TO DO:
Keep only the lines of the material below that contain the word "ScanState". Copy those lines.

THE DATA:
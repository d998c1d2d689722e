//! Persisted scan state and change detection
//!
//! The state file maps canonical path keys to the fingerprint and the
//! small document metadata captured on the last run. Loading fails
//! soft (missing or corrupt files yield an empty state); saving goes
//! through a temp file plus atomic rename so an interrupted run never
//! corrupts the previous state.

use crate::error::{Result, ScanError};
use crate::fingerprint::FileFingerprint;
use chrono::Utc;
use serde::{Deserialize, Serialize};
use std::collections::BTreeMap;
use std::path::{Path, PathBuf};

/// Metadata persisted per document so an unchanged file can feed the
/// latest map without re-extraction.
#[derive(Debug, Clone, Default, Serialize, Deserialize)]
pub struct DocMeta {
    pub doc_id: String,
    pub title: String,
    #[serde(default, skip_serializing_if = "Option::is_none")]
    pub system: Option<String>,
    #[serde(default, skip_serializing_if = "Option::is_none")]
    pub screen_id: Option<String>,
    #[serde(default, skip_serializing_if = "Option::is_none")]
    pub doc_type: Option<String>,
    pub version_key: String,
    pub updated_at: String,
}

#[derive(Debug, Clone, Serialize, Deserialize)]
pub struct StateEntry {
    /// Original (non-canonical) path, for reporting
    pub path: String,
    pub fingerprint: FileFingerprint,
    pub meta: DocMeta,
    #[serde(default, skip_serializing_if = "Vec::is_empty")]
    pub aliases: Vec<String>,
}

/// The persisted shape of `state.json`. BTreeMap keeps the output
/// stable so unchanged runs round-trip byte-identically.
#[derive(Debug, Clone, Default, Serialize, Deserialize)]
pub struct ScanState {
    #[serde(default, skip_serializing_if = "Option::is_none")]
    pub generated_at: Option<String>,
    #[serde(default)]
    pub files: BTreeMap<String, StateEntry>,
}

pub struct StateStore {
    path: PathBuf,
    previous: ScanState,
    current: ScanState,
}

impl StateStore {
    /// Load the previous state. Missing or unparsable files are not
    /// fatal; the run simply starts from an empty state.
    pub fn load(path: &Path) -> Self {
        let previous = match std::fs::read_to_string(path) {
            Ok(text) => match serde_json::from_str::<ScanState>(&text) {
                Ok(state) => {
                    tracing::debug!("loaded state with {} entries", state.files.len());
                    state
                }
                Err(e) => {
                    tracing::warn!("state file {} unparsable, starting fresh: {}", path.display(), e);
                    ScanState::default()
                }
            },
            Err(e) if e.kind() == std::io::ErrorKind::NotFound => {
                tracing::debug!("no previous state at {}", path.display());
                ScanState::default()
            }
            Err(e) => {
                tracing::warn!("state file {} unreadable, starting fresh: {}", path.display(), e);
                ScanState::default()
            }
        };

        Self {
            path: path.to_path_buf(),
            previous,
            current: ScanState::default(),
        }
    }

    pub fn previous_entry(&self, key: &str) -> Option<&StateEntry> {
        self.previous.files.get(key)
    }

    /// A file counts as changed when its key is new or its fingerprint
    /// no longer matches the stored one.
    pub fn is_changed(&self, key: &str, fingerprint: &FileFingerprint) -> bool {
        self.previous_entry(key)
            .map_or(true, |e| !e.fingerprint.matches(fingerprint))
    }

    pub fn record(&mut self, key: String, entry: StateEntry) {
        self.current.files.insert(key, entry);
    }

    /// Entries present on the last run but not recorded this run.
    /// Reported, never fatal.
    pub fn deleted(&self) -> Vec<&StateEntry> {
        self.previous
            .files
            .iter()
            .filter(|(key, _)| !self.current.files.contains_key(*key))
            .map(|(_, entry)| entry)
            .collect()
    }

    pub fn recorded(&self) -> usize {
        self.current.files.len()
    }

    /// Atomically persist the current state: serialize to `.tmp`, then
    /// rename over the old file. Any failure here is fatal.
    pub fn save(&mut self) -> Result<()> {
        self.current.generated_at = Some(Utc::now().format("%Y-%m-%dT%H:%M:%S").to_string());

        let json = serde_json::to_string_pretty(&self.current)
            .map_err(|e| ScanError::StatePersist(e.to_string()))?;

        if let Some(parent) = self.path.parent() {
            std::fs::create_dir_all(parent)
                .map_err(|e| ScanError::StatePersist(format!("{}: {}", parent.display(), e)))?;
        }

        let tmp = self.path.with_extension("json.tmp");
        std::fs::write(&tmp, json)
            .map_err(|e| ScanError::StatePersist(format!("{}: {}", tmp.display(), e)))?;
        std::fs::rename(&tmp, &self.path)
            .map_err(|e| ScanError::StatePersist(format!("{}: {}", self.path.display(), e)))?;

        tracing::info!("state saved: {} entries -> {}", self.current.files.len(), self.path.display());
        Ok(())
    }
}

TASK SOLUTION:
pub struct ScanState {
    previous: ScanState,
    current: ScanState,
            Ok(text) => match serde_json::from_str::<ScanState>(&text) {
                    ScanState::default()
                ScanState::default()
                ScanState::default()
            current: ScanState::default(),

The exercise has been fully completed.